▶ _Task instructions_:
Find the lines of data that contain the string "StatusCode", then list them.

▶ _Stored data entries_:
● ● ●

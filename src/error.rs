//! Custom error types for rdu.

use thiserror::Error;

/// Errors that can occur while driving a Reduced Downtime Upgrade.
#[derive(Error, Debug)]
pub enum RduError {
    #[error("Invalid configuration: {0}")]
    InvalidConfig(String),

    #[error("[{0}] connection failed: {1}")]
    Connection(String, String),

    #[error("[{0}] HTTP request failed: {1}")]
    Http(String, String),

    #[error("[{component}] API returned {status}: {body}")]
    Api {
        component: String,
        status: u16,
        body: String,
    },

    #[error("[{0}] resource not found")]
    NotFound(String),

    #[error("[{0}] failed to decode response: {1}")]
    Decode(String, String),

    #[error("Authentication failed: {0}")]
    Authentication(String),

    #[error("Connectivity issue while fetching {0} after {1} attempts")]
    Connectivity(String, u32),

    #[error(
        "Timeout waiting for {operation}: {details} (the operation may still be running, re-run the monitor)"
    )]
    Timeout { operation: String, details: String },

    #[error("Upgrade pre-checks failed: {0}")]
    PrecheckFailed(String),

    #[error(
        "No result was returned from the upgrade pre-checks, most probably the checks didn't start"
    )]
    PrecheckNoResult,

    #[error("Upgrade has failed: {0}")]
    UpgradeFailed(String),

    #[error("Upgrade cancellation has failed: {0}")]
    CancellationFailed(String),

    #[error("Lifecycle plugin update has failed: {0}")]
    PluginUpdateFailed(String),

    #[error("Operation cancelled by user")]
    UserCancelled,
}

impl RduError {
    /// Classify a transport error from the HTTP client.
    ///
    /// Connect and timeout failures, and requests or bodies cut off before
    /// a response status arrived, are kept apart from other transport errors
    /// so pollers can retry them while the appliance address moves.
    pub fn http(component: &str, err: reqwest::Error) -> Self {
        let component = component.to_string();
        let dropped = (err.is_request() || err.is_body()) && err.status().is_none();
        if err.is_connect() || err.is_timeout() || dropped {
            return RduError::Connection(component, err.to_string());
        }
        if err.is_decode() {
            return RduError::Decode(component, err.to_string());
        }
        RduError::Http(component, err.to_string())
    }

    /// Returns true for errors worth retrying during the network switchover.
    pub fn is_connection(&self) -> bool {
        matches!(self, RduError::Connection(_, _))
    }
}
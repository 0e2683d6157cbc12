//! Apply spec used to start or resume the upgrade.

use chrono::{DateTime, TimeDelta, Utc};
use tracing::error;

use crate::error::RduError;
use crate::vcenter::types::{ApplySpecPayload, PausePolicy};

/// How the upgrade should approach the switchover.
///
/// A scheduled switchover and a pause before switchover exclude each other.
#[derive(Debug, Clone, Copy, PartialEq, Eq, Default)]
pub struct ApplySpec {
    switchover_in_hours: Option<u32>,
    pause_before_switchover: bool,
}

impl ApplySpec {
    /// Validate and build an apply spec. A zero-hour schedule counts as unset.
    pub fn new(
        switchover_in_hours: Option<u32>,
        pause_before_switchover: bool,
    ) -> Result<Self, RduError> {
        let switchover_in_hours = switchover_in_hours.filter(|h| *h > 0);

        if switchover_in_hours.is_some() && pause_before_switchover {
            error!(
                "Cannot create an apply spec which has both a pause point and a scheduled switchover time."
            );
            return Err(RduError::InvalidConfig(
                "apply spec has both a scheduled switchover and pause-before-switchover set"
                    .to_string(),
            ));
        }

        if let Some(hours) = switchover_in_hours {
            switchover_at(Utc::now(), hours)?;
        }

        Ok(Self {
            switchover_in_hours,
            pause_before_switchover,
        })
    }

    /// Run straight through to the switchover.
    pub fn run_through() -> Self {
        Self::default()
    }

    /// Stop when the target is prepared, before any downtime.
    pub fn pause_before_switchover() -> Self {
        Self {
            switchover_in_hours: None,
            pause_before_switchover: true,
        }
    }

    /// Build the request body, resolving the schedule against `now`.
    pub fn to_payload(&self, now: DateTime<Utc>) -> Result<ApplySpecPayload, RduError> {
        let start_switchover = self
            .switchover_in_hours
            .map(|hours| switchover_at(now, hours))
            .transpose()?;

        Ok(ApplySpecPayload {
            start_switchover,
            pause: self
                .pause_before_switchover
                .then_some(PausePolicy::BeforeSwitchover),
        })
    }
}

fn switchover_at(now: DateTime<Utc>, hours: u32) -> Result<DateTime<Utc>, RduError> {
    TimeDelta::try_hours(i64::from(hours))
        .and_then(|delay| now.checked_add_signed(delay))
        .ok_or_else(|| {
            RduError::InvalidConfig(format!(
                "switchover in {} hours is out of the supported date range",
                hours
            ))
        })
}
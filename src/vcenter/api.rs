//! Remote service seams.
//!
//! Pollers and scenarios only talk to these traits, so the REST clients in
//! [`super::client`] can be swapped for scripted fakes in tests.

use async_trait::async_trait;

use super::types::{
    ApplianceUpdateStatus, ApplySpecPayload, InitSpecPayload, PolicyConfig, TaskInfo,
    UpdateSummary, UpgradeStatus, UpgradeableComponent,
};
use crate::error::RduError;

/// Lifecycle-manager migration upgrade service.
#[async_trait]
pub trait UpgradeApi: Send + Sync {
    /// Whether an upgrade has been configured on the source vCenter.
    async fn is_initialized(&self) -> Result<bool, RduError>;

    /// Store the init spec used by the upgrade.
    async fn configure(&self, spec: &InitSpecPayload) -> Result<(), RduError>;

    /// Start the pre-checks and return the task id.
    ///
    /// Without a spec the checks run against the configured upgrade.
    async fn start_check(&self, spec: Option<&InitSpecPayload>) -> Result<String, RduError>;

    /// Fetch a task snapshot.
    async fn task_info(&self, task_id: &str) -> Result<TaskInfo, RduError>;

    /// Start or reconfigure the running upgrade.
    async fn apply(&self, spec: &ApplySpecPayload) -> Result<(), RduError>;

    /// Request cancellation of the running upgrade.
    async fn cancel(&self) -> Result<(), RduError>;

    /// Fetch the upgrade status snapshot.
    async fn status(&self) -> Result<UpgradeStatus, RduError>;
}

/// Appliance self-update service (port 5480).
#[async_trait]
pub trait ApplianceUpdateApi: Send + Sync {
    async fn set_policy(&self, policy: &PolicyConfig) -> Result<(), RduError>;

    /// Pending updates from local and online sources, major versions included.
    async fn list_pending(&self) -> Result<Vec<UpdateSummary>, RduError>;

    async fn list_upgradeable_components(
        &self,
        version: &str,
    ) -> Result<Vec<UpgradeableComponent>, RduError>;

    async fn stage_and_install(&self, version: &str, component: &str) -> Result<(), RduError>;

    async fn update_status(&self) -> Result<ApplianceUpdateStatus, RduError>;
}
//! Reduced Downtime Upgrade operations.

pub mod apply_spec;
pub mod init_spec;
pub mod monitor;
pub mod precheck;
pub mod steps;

● ● ●

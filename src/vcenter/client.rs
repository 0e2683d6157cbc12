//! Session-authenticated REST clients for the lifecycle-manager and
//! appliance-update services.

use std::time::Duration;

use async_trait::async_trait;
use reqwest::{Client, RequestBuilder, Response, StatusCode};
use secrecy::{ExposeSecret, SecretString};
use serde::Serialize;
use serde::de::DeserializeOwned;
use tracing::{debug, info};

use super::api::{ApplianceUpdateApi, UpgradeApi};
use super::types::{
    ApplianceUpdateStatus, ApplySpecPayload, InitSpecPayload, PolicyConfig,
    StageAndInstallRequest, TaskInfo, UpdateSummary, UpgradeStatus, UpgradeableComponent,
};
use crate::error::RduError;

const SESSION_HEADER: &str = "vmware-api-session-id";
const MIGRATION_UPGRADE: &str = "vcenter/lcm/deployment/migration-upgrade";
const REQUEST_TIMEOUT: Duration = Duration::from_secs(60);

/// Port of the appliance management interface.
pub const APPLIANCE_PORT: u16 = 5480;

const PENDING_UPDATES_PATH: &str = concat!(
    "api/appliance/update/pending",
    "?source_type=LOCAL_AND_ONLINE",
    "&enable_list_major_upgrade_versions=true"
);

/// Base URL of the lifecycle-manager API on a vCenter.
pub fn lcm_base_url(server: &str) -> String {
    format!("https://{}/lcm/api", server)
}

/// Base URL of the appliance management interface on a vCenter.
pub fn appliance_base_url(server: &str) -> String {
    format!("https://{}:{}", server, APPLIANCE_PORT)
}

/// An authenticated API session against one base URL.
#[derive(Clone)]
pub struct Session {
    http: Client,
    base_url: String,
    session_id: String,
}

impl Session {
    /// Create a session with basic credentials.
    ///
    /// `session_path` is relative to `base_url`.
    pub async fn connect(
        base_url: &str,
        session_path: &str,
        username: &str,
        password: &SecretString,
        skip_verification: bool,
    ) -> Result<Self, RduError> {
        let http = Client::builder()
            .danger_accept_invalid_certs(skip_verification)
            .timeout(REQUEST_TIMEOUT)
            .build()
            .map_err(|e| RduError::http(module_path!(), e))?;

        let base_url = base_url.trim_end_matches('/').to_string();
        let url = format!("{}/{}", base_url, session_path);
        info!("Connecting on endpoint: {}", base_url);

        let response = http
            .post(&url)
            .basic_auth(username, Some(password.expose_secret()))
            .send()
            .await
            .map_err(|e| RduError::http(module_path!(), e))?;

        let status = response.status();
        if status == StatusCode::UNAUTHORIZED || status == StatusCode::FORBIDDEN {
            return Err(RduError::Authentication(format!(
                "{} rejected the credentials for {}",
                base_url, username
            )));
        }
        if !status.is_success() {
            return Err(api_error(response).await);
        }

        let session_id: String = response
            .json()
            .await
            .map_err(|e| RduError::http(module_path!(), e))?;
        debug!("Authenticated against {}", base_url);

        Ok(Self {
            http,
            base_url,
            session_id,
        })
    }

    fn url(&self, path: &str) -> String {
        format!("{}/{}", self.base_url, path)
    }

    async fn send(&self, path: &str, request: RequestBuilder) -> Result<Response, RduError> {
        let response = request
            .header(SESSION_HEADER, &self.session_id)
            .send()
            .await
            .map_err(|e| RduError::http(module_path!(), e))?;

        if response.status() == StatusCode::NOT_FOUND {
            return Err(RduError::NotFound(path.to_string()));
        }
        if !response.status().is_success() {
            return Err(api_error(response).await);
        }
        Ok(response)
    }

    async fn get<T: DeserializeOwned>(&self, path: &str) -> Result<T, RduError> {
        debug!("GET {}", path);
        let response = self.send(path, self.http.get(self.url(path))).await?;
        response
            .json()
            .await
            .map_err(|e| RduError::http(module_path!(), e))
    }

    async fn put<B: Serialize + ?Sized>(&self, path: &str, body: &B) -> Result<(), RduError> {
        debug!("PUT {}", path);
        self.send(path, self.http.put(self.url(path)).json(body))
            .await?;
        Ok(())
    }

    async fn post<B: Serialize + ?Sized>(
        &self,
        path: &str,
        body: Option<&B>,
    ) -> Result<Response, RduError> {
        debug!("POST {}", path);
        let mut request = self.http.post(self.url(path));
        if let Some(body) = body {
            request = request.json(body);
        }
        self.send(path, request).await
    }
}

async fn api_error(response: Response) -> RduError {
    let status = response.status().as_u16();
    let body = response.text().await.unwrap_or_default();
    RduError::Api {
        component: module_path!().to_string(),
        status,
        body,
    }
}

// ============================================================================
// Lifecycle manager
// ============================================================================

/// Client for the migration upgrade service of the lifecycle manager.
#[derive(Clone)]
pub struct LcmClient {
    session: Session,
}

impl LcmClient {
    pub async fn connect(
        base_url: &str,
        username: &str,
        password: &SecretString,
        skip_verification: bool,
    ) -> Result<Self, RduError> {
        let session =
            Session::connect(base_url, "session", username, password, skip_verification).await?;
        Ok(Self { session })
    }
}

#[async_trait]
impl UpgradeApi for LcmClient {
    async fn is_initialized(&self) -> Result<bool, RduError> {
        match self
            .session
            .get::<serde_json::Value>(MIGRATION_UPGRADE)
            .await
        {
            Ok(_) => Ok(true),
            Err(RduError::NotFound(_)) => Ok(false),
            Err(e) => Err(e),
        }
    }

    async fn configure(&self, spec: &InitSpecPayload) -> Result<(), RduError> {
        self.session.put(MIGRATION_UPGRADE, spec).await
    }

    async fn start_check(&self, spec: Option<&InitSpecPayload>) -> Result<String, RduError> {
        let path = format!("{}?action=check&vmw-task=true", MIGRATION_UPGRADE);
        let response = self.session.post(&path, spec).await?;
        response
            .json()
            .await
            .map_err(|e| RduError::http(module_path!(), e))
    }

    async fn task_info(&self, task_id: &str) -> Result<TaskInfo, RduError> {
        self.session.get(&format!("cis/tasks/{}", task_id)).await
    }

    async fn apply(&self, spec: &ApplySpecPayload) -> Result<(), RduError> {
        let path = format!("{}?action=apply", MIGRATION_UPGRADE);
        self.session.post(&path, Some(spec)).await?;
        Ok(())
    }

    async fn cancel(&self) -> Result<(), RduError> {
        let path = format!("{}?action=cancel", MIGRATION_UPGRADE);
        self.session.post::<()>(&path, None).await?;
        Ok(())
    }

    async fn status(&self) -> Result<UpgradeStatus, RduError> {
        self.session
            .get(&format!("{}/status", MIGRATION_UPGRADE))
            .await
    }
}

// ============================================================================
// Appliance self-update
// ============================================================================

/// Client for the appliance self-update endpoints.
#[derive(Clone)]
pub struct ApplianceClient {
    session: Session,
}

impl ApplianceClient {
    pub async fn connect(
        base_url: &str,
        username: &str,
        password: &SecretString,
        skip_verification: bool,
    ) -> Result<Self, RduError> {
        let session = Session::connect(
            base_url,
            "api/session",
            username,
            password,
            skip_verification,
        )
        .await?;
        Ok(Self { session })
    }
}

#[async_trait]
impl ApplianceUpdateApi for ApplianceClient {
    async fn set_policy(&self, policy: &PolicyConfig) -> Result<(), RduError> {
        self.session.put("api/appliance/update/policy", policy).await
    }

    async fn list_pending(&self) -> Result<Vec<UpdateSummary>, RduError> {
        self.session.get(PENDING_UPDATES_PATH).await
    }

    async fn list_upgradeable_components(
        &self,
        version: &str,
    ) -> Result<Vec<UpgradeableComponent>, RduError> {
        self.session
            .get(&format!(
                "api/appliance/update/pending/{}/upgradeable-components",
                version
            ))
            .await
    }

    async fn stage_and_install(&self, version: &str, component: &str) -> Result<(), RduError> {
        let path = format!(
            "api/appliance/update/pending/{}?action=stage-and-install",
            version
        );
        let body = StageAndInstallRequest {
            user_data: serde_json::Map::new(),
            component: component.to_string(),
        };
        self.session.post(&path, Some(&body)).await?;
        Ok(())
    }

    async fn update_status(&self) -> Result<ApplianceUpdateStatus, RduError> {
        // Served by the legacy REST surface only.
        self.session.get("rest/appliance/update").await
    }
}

● ● ●

▶ _Result of the task_:
use reqwest::{Client, RequestBuilder, Response, StatusCode};
        if status == StatusCode::UNAUTHORIZED || status == StatusCode::FORBIDDEN {
        if response.status() == StatusCode::NOT_FOUND {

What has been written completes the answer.